■ Material provided
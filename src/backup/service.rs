//! Backup service
//!
//! The in-process entry point for everything the engine does: manual
//! backups, listing, schedule configuration and retention cleanup. Only one
//! backup runs at a time per service; a second request while one is in
//! progress fails with [`VaultError::Busy`].

use std::path::Path;
use std::sync::Arc;
use std::time::Instant;

use chrono::{DateTime, Utc};
use tokio::sync::Mutex;
use tracing::Instrument;
use uuid::Uuid;

use super::catalog::{BackupCatalog, BackupClass, BackupMetadata};
use super::packager::{ArchivePackager, BackupResult, DumpFile, OutputMode, PackagedArtifact};
use super::retention::{CleanupReport, RetentionPolicyEngine};
use crate::clock::{Clock, SystemClock};
use crate::config::paths::BackupPaths;
use crate::config::schedule::{BackupScheduleConfig, DatabaseTarget, RetentionPolicy};
use crate::config::settings::Settings;
use crate::dump::{BackupOptions, DatabaseDumpWriter};
use crate::error::{VaultError, VaultResult};
use crate::executor::QueryExecutor;
use crate::storage::remove_file_if_exists;

/// Runs backups and manages the catalog and schedule
pub struct BackupService {
    paths: BackupPaths,
    settings: Settings,
    executor: Arc<dyn QueryExecutor>,
    clock: Arc<dyn Clock>,
    catalog: BackupCatalog,
    run_lock: Mutex<()>,
}

impl BackupService {
    pub fn new(paths: BackupPaths, settings: Settings, executor: Arc<dyn QueryExecutor>) -> Self {
        let catalog = BackupCatalog::from_paths(&paths);
        Self {
            paths,
            settings,
            executor,
            clock: Arc::new(SystemClock),
            catalog,
            run_lock: Mutex::new(()),
        }
    }

    /// Replace the time source
    pub fn with_clock(mut self, clock: Arc<dyn Clock>) -> Self {
        self.clock = clock;
        self
    }

    pub fn paths(&self) -> &BackupPaths {
        &self.paths
    }

    pub fn settings(&self) -> &Settings {
        &self.settings
    }

    pub fn catalog(&self) -> &BackupCatalog {
        &self.catalog
    }

    pub fn now(&self) -> DateTime<Utc> {
        self.clock.now()
    }

    /// Whether a backup is currently running
    pub fn is_busy(&self) -> bool {
        self.run_lock.try_lock().is_err()
    }

    /// Back up `targets` now, recording the artifact as a manual backup
    pub async fn run_backup(
        &self,
        targets: &[DatabaseTarget],
        options: &BackupOptions,
        mode: OutputMode,
    ) -> BackupResult {
        self.run(targets, options, mode, BackupClass::Manual).await
    }

    /// Back up `targets` as part of the schedule
    pub async fn run_scheduled(&self, targets: &[DatabaseTarget], class: BackupClass) -> BackupResult {
        self.run(targets, &BackupOptions::default(), OutputMode::Archive, class)
            .await
    }

    /// Catalog entries whose files still exist, newest first
    pub fn list_backups(&self) -> VaultResult<Vec<BackupMetadata>> {
        self.catalog.reconcile()
    }

    pub fn schedule_config(&self) -> BackupScheduleConfig {
        BackupScheduleConfig::load(&self.paths)
    }

    /// Validate and persist a new schedule
    pub fn set_schedule_config(&self, config: &BackupScheduleConfig) -> VaultResult<()> {
        config.save(&self.paths)?;
        tracing::info!(
            enabled = config.enabled,
            frequency = ?config.frequency,
            hour = config.hour,
            minute = config.minute,
            "Backup schedule updated"
        );
        Ok(())
    }

    /// Apply the configured retention policy now
    pub async fn cleanup_now(&self) -> VaultResult<CleanupReport> {
        let config = self.schedule_config();
        self.cleanup_with(config.retention).await
    }

    pub async fn cleanup_with(&self, policy: RetentionPolicy) -> VaultResult<CleanupReport> {
        RetentionPolicyEngine::new(policy).apply(&self.catalog).await
    }

    async fn run(
        &self,
        targets: &[DatabaseTarget],
        options: &BackupOptions,
        mode: OutputMode,
        class: BackupClass,
    ) -> BackupResult {
        let started = Instant::now();
        let run_id = Uuid::new_v4();
        let span = tracing::info_span!("backup_run", %run_id, class = %class);

        match self
            .try_run(run_id, targets, options, mode, class)
            .instrument(span.clone())
            .await
        {
            Ok(result) => result,
            Err(e) => {
                span.in_scope(|| {
                    tracing::error!(stage = %e.stage(), error = %e, "Backup failed");
                });
                BackupResult::failed(&e, started.elapsed())
            }
        }
    }

    async fn try_run(
        &self,
        run_id: Uuid,
        targets: &[DatabaseTarget],
        options: &BackupOptions,
        mode: OutputMode,
        class: BackupClass,
    ) -> VaultResult<BackupResult> {
        let _guard = self.run_lock.try_lock().map_err(|_| VaultError::Busy)?;

        let started = Instant::now();
        let databases = self.settings.resolve_targets(targets)?;
        self.paths.ensure_directories()?;

        let work_dir = self.paths.temp_dir().join(run_id.to_string());
        tokio::fs::create_dir_all(&work_dir).await.map_err(|e| {
            VaultError::Io(format!("Failed to create work directory {}: {}", work_dir.display(), e))
        })?;

        tracing::info!(databases = ?databases, mode = ?mode, "Backup started");

        let budget = self.settings.operation_timeout();
        let outcome = tokio::time::timeout(
            budget,
            self.produce(&databases, options, mode, class, &work_dir, started),
        )
        .await
        .unwrap_or(Err(VaultError::Timeout {
            stage: "backup",
            after: budget,
        }));

        remove_work_dir(&work_dir).await;

        let result = outcome?;
        tracing::info!(
            file = result.file_name.as_deref().unwrap_or_default(),
            size_bytes = result.size_bytes,
            duration_ms = result.duration_ms,
            tables = result.tables_backed_up.unwrap_or_default(),
            "Backup complete"
        );
        Ok(result)
    }

    async fn produce(
        &self,
        databases: &[String],
        options: &BackupOptions,
        mode: OutputMode,
        class: BackupClass,
        work_dir: &Path,
        started: Instant,
    ) -> VaultResult<BackupResult> {
        let now = self.clock.now();
        let writer = DatabaseDumpWriter::new(Arc::clone(&self.executor), self.settings.field_size_limit);

        let mut dumps = Vec::with_capacity(databases.len());
        for database in databases {
            let path = work_dir.join(dump_file_name(database, now));
            let summary = writer.dump_to_file(database, &path, options).await?;
            dumps.push(DumpFile {
                database: database.clone(),
                path,
                tables_backed_up: summary.tables_backed_up(),
            });
        }
        let tables = dumps.iter().map(|d| d.tables_backed_up).sum();

        // Packaged inside the work dir so an interrupted run leaves nothing in backups/
        let packager = ArchivePackager::new(work_dir);
        let staged = packager
            .package_files(dumps, &artifact_file_name(class, mode, now), mode)
            .await?;

        let artifact = self.publish(staged, now, databases, class).await?;
        Ok(BackupResult::succeeded(&artifact, started.elapsed(), Some(tables)))
    }

    /// Move a packaged artifact into the backup directory and catalog it
    ///
    /// The file is removed again if it cannot be cataloged, so every
    /// artifact in the backup directory has a catalog entry.
    async fn publish(
        &self,
        staged: PackagedArtifact,
        created: DateTime<Utc>,
        databases: &[String],
        class: BackupClass,
    ) -> VaultResult<PackagedArtifact> {
        let path = self.paths.backup_dir().join(&staged.file_name);
        tokio::fs::rename(&staged.path, &path).await.map_err(|e| {
            VaultError::Packaging(format!(
                "Failed to move {} into {}: {}",
                staged.file_name,
                self.paths.backup_dir().display(),
                e
            ))
        })?;

        let entry = BackupMetadata::new(path.clone(), created, databases.to_vec(), class, staged.size_bytes);
        if let Err(e) = self.catalog.append(entry) {
            if let Err(remove_err) = remove_file_if_exists(&path) {
                tracing::warn!(file = %path.display(), error = %remove_err, "Failed to remove uncataloged backup");
            }
            return Err(e);
        }

        Ok(PackagedArtifact { path, ..staged })
    }
}

/// `<database>_backup_<YYYY-MM-DD_HH-MM-SS>.sql`
pub fn dump_file_name(database: &str, at: DateTime<Utc>) -> String {
    format!("{}_backup_{}.sql", database, at.format("%Y-%m-%d_%H-%M-%S"))
}

/// `backup_<class>_<YYYYMMDD-HHMMSS-mmm>.<zip|sql>`
pub fn artifact_file_name(class: BackupClass, mode: OutputMode, at: DateTime<Utc>) -> String {
    format!(
        "backup_{}_{}-{:03}.{}",
        class,
        at.format("%Y%m%d-%H%M%S"),
        at.timestamp_subsec_millis(),
        mode.extension()
    )
}

async fn remove_work_dir(dir: &Path) {
    match tokio::fs::remove_dir_all(dir).await {
        Ok(()) => {}
        Err(e) if e.kind() == std::io::ErrorKind::NotFound => {}
        Err(e) => {
            tracing::warn!(dir = %dir.display(), error = %e, "Failed to remove work directory");
        }
    }
}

■ What this task involves
When you reach the line with "pub fn is_busy(&self)" in the records above, start writing out lines exactly, and stop once the line with "pub fn list_backups(&self)" has been written; include nothing else.

■ Output below
    pub fn is_busy(&self) -> bool {
        self.run_lock.try_lock().is_err()
    }

    /// Back up `targets` now, recording the artifact as a manual backup
    pub async fn run_backup(
        &self,
        targets: &[DatabaseTarget],
        options: &BackupOptions,
        mode: OutputMode,
    ) -> BackupResult {
        self.run(targets, options, mode, BackupClass::Manual).await
    }

    /// Back up `targets` as part of the schedule
    pub async fn run_scheduled(&self, targets: &[DatabaseTarget], class: BackupClass) -> BackupResult {
        self.run(targets, &BackupOptions::default(), OutputMode::Archive, class)
            .await
    }

    /// Catalog entries whose files still exist, newest first
    pub fn list_backups(&self) -> VaultResult<Vec<BackupMetadata>> {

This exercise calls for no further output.